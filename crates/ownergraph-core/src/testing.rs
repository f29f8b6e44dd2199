//! Scripted collaborators for tests
//!
//! Both fakes answer from tables filled in by the test and record every call
//! so tests can assert how often a collaborator was consulted.

use std::collections::{HashMap, HashSet};
use std::sync::Mutex;
use std::time::Duration;

use async_trait::async_trait;

use crate::domain::ownership::{
    AttributeBag, DocumentSource, HoldingCandidate, InvestorCandidate, OrgNumber,
    PortfolioDocument, WebIntelligence, normalize_name,
};
use crate::error::{Error, Result};

fn id(raw: &str) -> OrgNumber {
    OrgNumber::parse(raw).expect("scripted ids are valid organization numbers")
}

fn unavailable(service: &str) -> Error {
    Error::CollaboratorUnavailable {
        service: service.to_string(),
        reason: "scripted failure".to_string(),
    }
}

/// Document source answering from a table of reports
#[derive(Debug, Default)]
pub struct ScriptedDocuments {
    documents: HashMap<OrgNumber, PortfolioDocument>,
    failing: HashSet<OrgNumber>,
    delay: Option<Duration>,
    calls: Mutex<Vec<OrgNumber>>,
}

impl ScriptedDocuments {
    pub fn new() -> Self {
        Self::default()
    }

    /// Holdings listed in the report of `owner`
    pub fn with_holdings<'a, I>(mut self, owner: &str, holdings: I) -> Self
    where
        I: IntoIterator<Item = (&'a str, Option<f64>)>,
    {
        let doc = self.documents.entry(id(owner)).or_default();
        doc.candidates.extend(
            holdings
                .into_iter()
                .map(|(name, pct)| HoldingCandidate::new(name, pct)),
        );
        self
    }

    /// Attributes stated in the report of `owner`
    pub fn with_attributes(mut self, owner: &str, attributes: AttributeBag) -> Self {
        self.documents.entry(id(owner)).or_default().attributes = attributes;
        self
    }

    pub fn with_report_text(mut self, owner: &str, text: &str) -> Self {
        self.documents.entry(id(owner)).or_default().report_text = Some(text.to_string());
        self
    }

    /// Fail every lookup for `owner`
    pub fn failing(mut self, owner: &str) -> Self {
        self.failing.insert(id(owner));
        self
    }

    /// Sleep before every answer
    pub fn with_delay(mut self, delay: Duration) -> Self {
        self.delay = Some(delay);
        self
    }

    /// How many times the report of `owner` was requested
    pub fn calls_for(&self, owner: &str) -> usize {
        let owner = id(owner);
        self.calls
            .lock()
            .map(|calls| calls.iter().filter(|c| **c == owner).count())
            .unwrap_or(0)
    }
}

#[async_trait]
impl DocumentSource for ScriptedDocuments {
    async fn portfolio_document(&self, entity_id: &OrgNumber) -> Result<Option<PortfolioDocument>> {
        if let Ok(mut calls) = self.calls.lock() {
            calls.push(entity_id.clone());
        }
        if let Some(delay) = self.delay {
            tokio::time::sleep(delay).await;
        }
        if self.failing.contains(entity_id) {
            return Err(unavailable("documents"));
        }
        Ok(self.documents.get(entity_id).cloned())
    }
}

/// Web intelligence answering from lookup tables
#[derive(Debug, Default)]
pub struct ScriptedWeb {
    identifiers: HashMap<String, OrgNumber>,
    attributes: HashMap<OrgNumber, AttributeBag>,
    investors: HashMap<OrgNumber, Vec<InvestorCandidate>>,
    unavailable: bool,
    delay: Option<Duration>,
    identifier_calls: Mutex<Vec<String>>,
    investor_calls: Mutex<Vec<OrgNumber>>,
}

impl ScriptedWeb {
    pub fn new() -> Self {
        Self::default()
    }

    /// Answer identifier searches for `name` with `entity_id`
    pub fn with_identifier(mut self, name: &str, entity_id: &str) -> Self {
        self.identifiers.insert(normalize_name(name), id(entity_id));
        self
    }

    pub fn with_attributes(mut self, entity_id: &str, attributes: AttributeBag) -> Self {
        self.attributes.insert(id(entity_id), attributes);
        self
    }

    pub fn with_investor(mut self, target: &str, investor: InvestorCandidate) -> Self {
        self.investors.entry(id(target)).or_default().push(investor);
        self
    }

    /// Fail every call
    pub fn unavailable(mut self) -> Self {
        self.unavailable = true;
        self
    }

    /// Sleep before every answer
    pub fn with_delay(mut self, delay: Duration) -> Self {
        self.delay = Some(delay);
        self
    }

    pub fn identifier_calls(&self) -> Vec<String> {
        self.identifier_calls
            .lock()
            .map(|calls| calls.clone())
            .unwrap_or_default()
    }

    pub fn investor_calls(&self) -> usize {
        self.investor_calls.lock().map(|c| c.len()).unwrap_or(0)
    }

    async fn pause(&self) -> Result<()> {
        if let Some(delay) = self.delay {
            tokio::time::sleep(delay).await;
        }
        if self.unavailable {
            return Err(unavailable("web"));
        }
        Ok(())
    }
}

#[async_trait]
impl WebIntelligence for ScriptedWeb {
    async fn find_identifier(&self, name: &str) -> Result<Option<OrgNumber>> {
        if let Ok(mut calls) = self.identifier_calls.lock() {
            calls.push(name.to_string());
        }
        self.pause().await?;
        Ok(self.identifiers.get(&normalize_name(name)).cloned())
    }

    async fn extract_attributes(
        &self,
        _name: &str,
        entity_id: &OrgNumber,
        _context: Option<&str>,
    ) -> Result<Option<AttributeBag>> {
        self.pause().await?;
        Ok(self.attributes.get(entity_id).cloned())
    }

    async fn find_investors(
        &self,
        _name: &str,
        entity_id: &OrgNumber,
    ) -> Result<Vec<InvestorCandidate>> {
        if let Ok(mut calls) = self.investor_calls.lock() {
            calls.push(entity_id.clone());
        }
        self.pause().await?;
        Ok(self.investors.get(entity_id).cloned().unwrap_or_default())
    }
}
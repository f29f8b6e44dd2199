//! CLI integration tests for ownergraph
//!
//! Runs the binary end-to-end against a temporary database with no API keys,
//! so every web lookup degrades instead of touching the network.

use assert_cmd::Command;
use predicates::prelude::*;
use tempfile::TempDir;

/// Command isolated from the user's config and keys
#[allow(deprecated)]
fn ownergraph_cmd(home: &TempDir) -> Command {
    let mut cmd = Command::cargo_bin("ownergraph").unwrap();
    cmd.env("OWNERGRAPH_CONFIG_DIR", home.path().join("config"));
    cmd.env_remove("OPENROUTER_API_KEY");
    cmd.env_remove("TAVILY_API_KEY");
    cmd.env("RUST_LOG", "off");
    cmd.current_dir(home.path());
    cmd
}

fn db_arg(home: &TempDir) -> String {
    home.path().join("graph.db").display().to_string()
}

#[test]
fn test_validate_normalizes() {
    let home = TempDir::new().unwrap();
    ownergraph_cmd(&home)
        .args(["validate", "5560434200"])
        .assert()
        .success()
        .stdout(predicate::str::contains("556043-4200"));
}

#[test]
fn test_validate_rejects_short_identifier() {
    let home = TempDir::new().unwrap();
    ownergraph_cmd(&home)
        .args(["validate", "12345"])
        .assert()
        .failure()
        .stderr(predicate::str::contains("Error"));
}

#[test]
fn test_config_path_honours_env() {
    let home = TempDir::new().unwrap();
    ownergraph_cmd(&home)
        .args(["config", "path"])
        .assert()
        .success()
        .stdout(predicate::str::contains("config.toml"));
}

#[test]
fn test_config_init_refuses_overwrite() {
    let home = TempDir::new().unwrap();
    ownergraph_cmd(&home)
        .args(["config", "init"])
        .assert()
        .success()
        .stdout(predicate::str::contains("Wrote"));
    assert!(home.path().join("config").join("config.toml").exists());

    ownergraph_cmd(&home)
        .args(["config", "init"])
        .assert()
        .failure()
        .stderr(predicate::str::contains("--force"));

    ownergraph_cmd(&home)
        .args(["config", "init", "--force"])
        .assert()
        .success();
}

#[test]
fn test_stats_on_empty_database() {
    let home = TempDir::new().unwrap();
    ownergraph_cmd(&home)
        .args(["stats", "--db", &db_arg(&home)])
        .assert()
        .success()
        .stdout(predicate::str::contains("Entities: 0"));
}

#[test]
fn test_ingest_declared_holdings_offline() {
    let home = TempDir::new().unwrap();
    let db = db_arg(&home);

    ownergraph_cmd(&home)
        .args([
            "ingest",
            "556043-4200",
            "Investor AB",
            "--holding",
            "556016-0680=Ericsson@22.5",
            "--db",
            &db,
        ])
        .assert()
        .success()
        .stdout(predicate::str::contains("Ingested 556043-4200"))
        .stdout(predicate::str::contains("Ericsson"));

    ownergraph_cmd(&home)
        .args(["holdings", "556043-4200", "--db", &db])
        .assert()
        .success()
        .stdout(predicate::str::contains("556016-0680"))
        .stdout(predicate::str::contains("22.5%"));

    ownergraph_cmd(&home)
        .args(["owners", "556016-0680", "--db", &db])
        .assert()
        .success()
        .stdout(predicate::str::contains("Investor AB"));

    ownergraph_cmd(&home)
        .args(["show", "556043-4200", "--db", &db])
        .assert()
        .success()
        .stdout(predicate::str::contains("Role: fund"));
}

#[test]
fn test_ingest_json_output() {
    let home = TempDir::new().unwrap();
    let output = ownergraph_cmd(&home)
        .args([
            "--format",
            "json",
            "ingest",
            "556043-4200",
            "Investor AB",
            "--holding",
            "556016-0680=Ericsson",
            "--db",
            &db_arg(&home),
        ])
        .output()
        .unwrap();
    assert!(output.status.success());

    let json: serde_json::Value = serde_json::from_slice(&output.stdout).unwrap();
    assert_eq!(json["entity_id"], "556043-4200");
    assert_eq!(json["portfolio"].as_array().unwrap().len(), 1);
}

#[test]
fn test_resolve_after_ingest() {
    let home = TempDir::new().unwrap();
    let db = db_arg(&home);

    ownergraph_cmd(&home)
        .args(["-q", "ingest", "556043-4200", "Investor AB", "--db", &db])
        .assert()
        .success();

    ownergraph_cmd(&home)
        .args(["resolve", "investor", "--db", &db])
        .assert()
        .success()
        .stdout(predicate::str::contains("556043-4200"));

    ownergraph_cmd(&home)
        .args(["resolve", "Nobody Holding", "--db", &db])
        .assert()
        .failure()
        .stderr(predicate::str::contains("No entity matches"));
}

#[test]
fn test_show_unknown_entity_suggests_ingest() {
    let home = TempDir::new().unwrap();
    ownergraph_cmd(&home)
        .args(["show", "556043-4200", "--db", &db_arg(&home)])
        .assert()
        .failure()
        .stderr(predicate::str::contains("E200"))
        .stderr(predicate::str::contains("ownergraph ingest"));
}

#[test]
fn test_ingest_many_from_file() {
    let home = TempDir::new().unwrap();
    let batch = home.path().join("roots.csv");
    std::fs::write(&batch, "# roots\n556043-4200,Investor AB\n502032-9081,SEB\n").unwrap();

    ownergraph_cmd(&home)
        .args(["ingest-many", batch.to_str().unwrap(), "--db", &db_arg(&home)])
        .assert()
        .success()
        .stdout(predicate::str::contains("2 ingested, 0 failed"));
}

#[test]
fn test_doctor_reports_missing_keys() {
    let home = TempDir::new().unwrap();
    ownergraph_cmd(&home)
        .args(["doctor", "--db", &db_arg(&home)])
        .assert()
        .success()
        .stdout(predicate::str::contains("[!!] LLM API key: Not configured"))
        .stdout(predicate::str::contains("[OK] Database: Connected"));
}
//! Error module tests

use crate::error::{Error, Result};

#[test]
fn test_invalid_identifier_error() {
    let error = Error::InvalidIdentifier("12-34".to_string());
    assert_eq!(error.code(), "E100");
    assert_eq!(
        error.suggestion(),
        Some("ownergraph validate <ID>".to_string())
    );
    assert!(error.to_string().contains("12-34"));
}

#[test]
fn test_entity_not_found_error() {
    let error = Error::EntityNotFound("556043-4200".to_string());
    assert_eq!(error.code(), "E200");
    assert_eq!(
        error.suggestion(),
        Some("ownergraph ingest 556043-4200 <NAME>".to_string())
    );
}

#[test]
fn test_collaborator_timeout_error() {
    let error = Error::CollaboratorTimeout {
        service: "web search".to_string(),
        seconds: 30,
    };
    assert_eq!(error.code(), "E300");
    assert_eq!(error.suggestion(), None);
    assert!(error.to_string().contains("30 seconds"));
    assert!(!error.is_store_failure());
}

#[test]
fn test_missing_api_key_error() {
    let error = Error::MissingApiKey("TAVILY_API_KEY".to_string());
    assert_eq!(error.code(), "E305");
    assert_eq!(
        error.suggestion(),
        Some("export TAVILY_API_KEY=...".to_string())
    );
}

#[test]
fn test_database_error_is_store_failure() {
    let error: Error = sqlx::Error::RowNotFound.into();
    assert_eq!(error.code(), "E400");
    assert!(error.is_store_failure());
}

#[test]
fn test_ingestion_aborted_wraps_store_failure() {
    let error = Error::IngestionAborted {
        entity_id: "556043-4200".to_string(),
        companies_processed: 2,
        source: Box::new(Error::MigrationFailed("locked".to_string())),
    };
    assert_eq!(error.code(), "E403");
    assert!(error.is_store_failure());
    assert!(error.to_string().contains("after 2 companies"));
    assert!(error.suggestion().unwrap().contains("556043-4200"));
}

#[test]
fn test_self_ownership_is_not_store_failure() {
    let error = Error::SelfOwnership("556043-4200".to_string());
    assert_eq!(error.code(), "E101");
    assert!(!error.is_store_failure());
}

#[test]
fn test_io_error_conversion() {
    let io_error = std::io::Error::new(std::io::ErrorKind::NotFound, "gone");
    let error: Error = io_error.into();
    assert_eq!(error.code(), "E999");
}

#[test]
fn test_result_alias() {
    fn fails() -> Result<()> {
        Err(Error::Other("boom".to_string()))
    }
    assert_eq!(fails().unwrap_err().to_string(), "boom");
}
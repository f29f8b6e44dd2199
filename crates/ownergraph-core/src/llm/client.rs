//! OpenRouter LLM client implementation
//!
//! Provides an async HTTP client for the chat completions endpoint with:
//! - JSON-mode completions decoded into caller types
//! - Rate limit handling with exponential backoff

use std::time::Duration;

use async_trait::async_trait;
use reqwest::Client as HttpClient;
use serde::de::DeserializeOwned;
use tracing::{debug, warn};

use crate::config::LlmConfig;
use crate::error::{Error, Result};

use super::types::{ChatRequest, ChatResponse, LlmResponse, Message, extract_json_object};

/// Maximum number of attempts for rate-limited requests
const MAX_RETRY_ATTEMPTS: u32 = 3;

/// Base delay for exponential backoff (in milliseconds)
const BACKOFF_BASE_MS: u64 = 1000;

/// Longest wait honoured from a rate-limit response
const MAX_BACKOFF_MS: u64 = 30_000;

/// A model that answers a system + user prompt with one JSON object
#[async_trait]
pub trait JsonCompletion: Send + Sync {
    async fn complete_json_value(&self, system: &str, user: &str) -> Result<serde_json::Value>;
}

/// OpenRouter LLM client
#[derive(Clone)]
pub struct LlmClient {
    http_client: HttpClient,
    config: LlmConfig,
    api_key: String,
}

impl std::fmt::Debug for LlmClient {
    fn fmt(&self, f: &mut std::fmt::Formatter<'_>) -> std::fmt::Result {
        f.debug_struct("LlmClient")
            .field("base_url", &self.config.base_url)
            .field("model", &self.config.model)
            .finish()
    }
}

impl LlmClient {
    /// Create a client with an explicit API key
    pub fn new(config: LlmConfig, api_key: impl Into<String>) -> Result<Self> {
        let api_key = api_key.into();
        if api_key.trim().is_empty() {
            return Err(Error::MissingApiKey(config.api_key_env.clone()));
        }

        let http_client = HttpClient::builder()
            .timeout(Duration::from_secs(config.timeout_secs))
            .build()
            .map_err(Error::NetworkError)?;

        Ok(Self {
            http_client,
            config,
            api_key,
        })
    }

    /// Create a client with the key read from `config.api_key_env`
    pub fn from_env(config: LlmConfig) -> Result<Self> {
        let api_key = config
            .resolved_api_key()
            .map_err(|e| Error::ConfigError(e.to_string()))?
            .ok_or_else(|| Error::MissingApiKey(config.api_key_env.clone()))?;
        Self::new(config, api_key)
    }

    pub fn model(&self) -> &str {
        &self.config.model
    }

    /// Make a chat completion request
    pub async fn complete(&self, messages: Vec<Message>) -> Result<LlmResponse> {
        let request = ChatRequest::new(&self.config.model, messages)
            .with_temperature(self.config.temperature)
            .with_max_tokens(self.config.max_tokens);
        self.execute_request(&request).await
    }

    /// Ask for a JSON object and decode it into `T`
    pub async fn complete_json<T: DeserializeOwned>(&self, system: &str, user: &str) -> Result<T> {
        let request = ChatRequest::new(
            &self.config.model,
            vec![Message::system(system), Message::user(user)],
        )
        .with_temperature(self.config.temperature)
        .with_max_tokens(self.config.max_tokens)
        .json_mode();

        let response = self.execute_request(&request).await?;
        if response.is_truncated() {
            warn!(model = %response.model, "Completion cut off at max_tokens");
        }

        let json = extract_json_object(&response.content).ok_or_else(|| {
            Error::LLMError(format!(
                "Expected a JSON object, got: {}",
                truncate(&response.content, 200)
            ))
        })?;
        serde_json::from_str(json)
            .map_err(|e| Error::LLMError(format!("Malformed JSON answer: {}", e)))
    }

    /// Execute a chat request with retry logic
    async fn execute_request(&self, request: &ChatRequest) -> Result<LlmResponse> {
        let mut attempts = 0;

        loop {
            attempts += 1;

            match self.send_request(request).await {
                Ok(response) => return Ok(response),
                Err(Error::RateLimited(wait_secs)) if attempts < MAX_RETRY_ATTEMPTS => {
                    let backoff = calculate_backoff(attempts, wait_secs);
                    warn!(
                        attempt = attempts,
                        wait_ms = backoff,
                        "Rate limited, retrying after backoff"
                    );
                    tokio::time::sleep(Duration::from_millis(backoff)).await;
                }
                Err(e) => return Err(e),
            }
        }
    }

    /// Send a single request to the API
    async fn send_request(&self, request: &ChatRequest) -> Result<LlmResponse> {
        let url = format!("{}/chat/completions", self.config.base_url.trim_end_matches('/'));

        debug!(
            model = %request.model,
            messages = request.messages.len(),
            "Sending chat completion request"
        );

        let response = self
            .http_client
            .post(&url)
            .bearer_auth(&self.api_key)
            .header("X-Title", "ownergraph")
            .json(request)
            .send()
            .await
            .map_err(Error::NetworkError)?;

        let status = response.status();
        if !status.is_success() {
            let body = response.text().await.unwrap_or_default();
            return Err(self.error_for_status(status, &body));
        }

        let chat_response: ChatResponse = response
            .json()
            .await
            .map_err(|e| Error::LLMError(format!("Failed to parse response: {}", e)))?;

        LlmResponse::from_chat_response(chat_response)
            .ok_or_else(|| Error::LLMError("Empty response from API".to_string()))
    }

    fn error_for_status(&self, status: reqwest::StatusCode, body: &str) -> Error {
        match status.as_u16() {
            401 => Error::LLMError(format!(
                "Unauthorized: invalid API key. Check the {} environment variable.",
                self.config.api_key_env
            )),
            402 => Error::LLMError("Payment required: insufficient credits".to_string()),
            429 => Error::RateLimited(extract_retry_after(body).unwrap_or(5)),
            404 => Error::LLMError(format!("Model not found: {}", body)),
            500..=599 => Error::LLMError(format!("Server error ({}): {}", status, body)),
            _ => Error::LLMError(format!("HTTP error {}: {}", status, body)),
        }
    }
}

#[async_trait]
impl JsonCompletion for LlmClient {
    async fn complete_json_value(&self, system: &str, user: &str) -> Result<serde_json::Value> {
        self.complete_json(system, user).await
    }
}

fn truncate(s: &str, max_chars: usize) -> String {
    s.chars().take(max_chars).collect()
}

/// Exponential backoff, never shorter than the server's suggestion
fn calculate_backoff(attempt: u32, suggested_wait_secs: u64) -> u64 {
    let base = BACKOFF_BASE_MS * 2u64.pow(attempt.saturating_sub(1));
    base.max(suggested_wait_secs.saturating_mul(1000))
        .min(MAX_BACKOFF_MS)
}

/// Extract a retry-after value from an error body
fn extract_retry_after(body: &str) -> Option<u64> {
    let json = serde_json::from_str::<serde_json::Value>(body).ok()?;
    json.get("retry_after")
        .or_else(|| json.get("error").and_then(|e| e.get("retry_after")))
        .and_then(|v| v.as_u64())
}

#[cfg(test)]
mod tests {
    use super::*;

    fn test_config() -> LlmConfig {
        LlmConfig {
            model: "test/model".to_string(),
            base_url: "https://example.com/api/v1/".to_string(),
            ..Default::default()
        }
    }

    #[test]
    fn test_client_new() {
        let client = LlmClient::new(test_config(), "test-key").unwrap();
        assert_eq!(client.model(), "test/model");
    }

    #[test]
    fn test_client_requires_api_key() {
        let result = LlmClient::new(test_config(), "  ");
        assert!(matches!(result, Err(Error::MissingApiKey(ref var)) if var == "OPENROUTER_API_KEY"));
    }

    #[test]
    fn test_from_env_missing_key() {
        let config = LlmConfig {
            api_key_env: "OWNERGRAPH_TEST_UNSET_LLM_KEY".to_string(),
            ..test_config()
        };
        assert!(matches!(
            LlmClient::from_env(config),
            Err(Error::MissingApiKey(_))
        ));
    }

    #[test]
    fn test_client_debug_hides_key() {
        let client = LlmClient::new(test_config(), "secret-key").unwrap();
        let debug = format!("{:?}", client);
        assert!(debug.contains("test/model"));
        assert!(!debug.contains("secret-key"));
    }

    #[test]
    fn test_client_send_sync() {
        fn assert_send_sync<T: Send + Sync>() {}
        assert_send_sync::<LlmClient>();
    }

    #[test]
    fn test_error_for_status() {
        let client = LlmClient::new(test_config(), "k").unwrap();
        let err = client.error_for_status(reqwest::StatusCode::TOO_MANY_REQUESTS, r#"{"retry_after": 7}"#);
        assert!(matches!(err, Error::RateLimited(7)));

        let err = client.error_for_status(reqwest::StatusCode::UNAUTHORIZED, "");
        assert!(err.to_string().contains("OPENROUTER_API_KEY"));
    }

    #[test]
    fn test_calculate_backoff() {
        assert_eq!(calculate_backoff(1, 0), BACKOFF_BASE_MS);
        assert_eq!(calculate_backoff(2, 0), BACKOFF_BASE_MS * 2);
        assert_eq!(calculate_backoff(1, 5), 5000);
        assert_eq!(calculate_backoff(1, 3600), MAX_BACKOFF_MS);
    }

    #[test]
    fn test_extract_retry_after() {
        assert_eq!(extract_retry_after(r#"{"retry_after": 30}"#), Some(30));
        assert_eq!(extract_retry_after(r#"{"error": {"retry_after": 60}}"#), Some(60));
        assert_eq!(extract_retry_after(r#"{"message": "rate limited"}"#), None);
        assert_eq!(extract_retry_after("not json"), None);
    }
}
+--
__THE TASK__: Where the string "temperature" occurs in a line of the material above, copy the whole line.

__TASK RESPONSE__:
            .with_temperature(self.config.temperature)
        .with_temperature(self.config.temperature)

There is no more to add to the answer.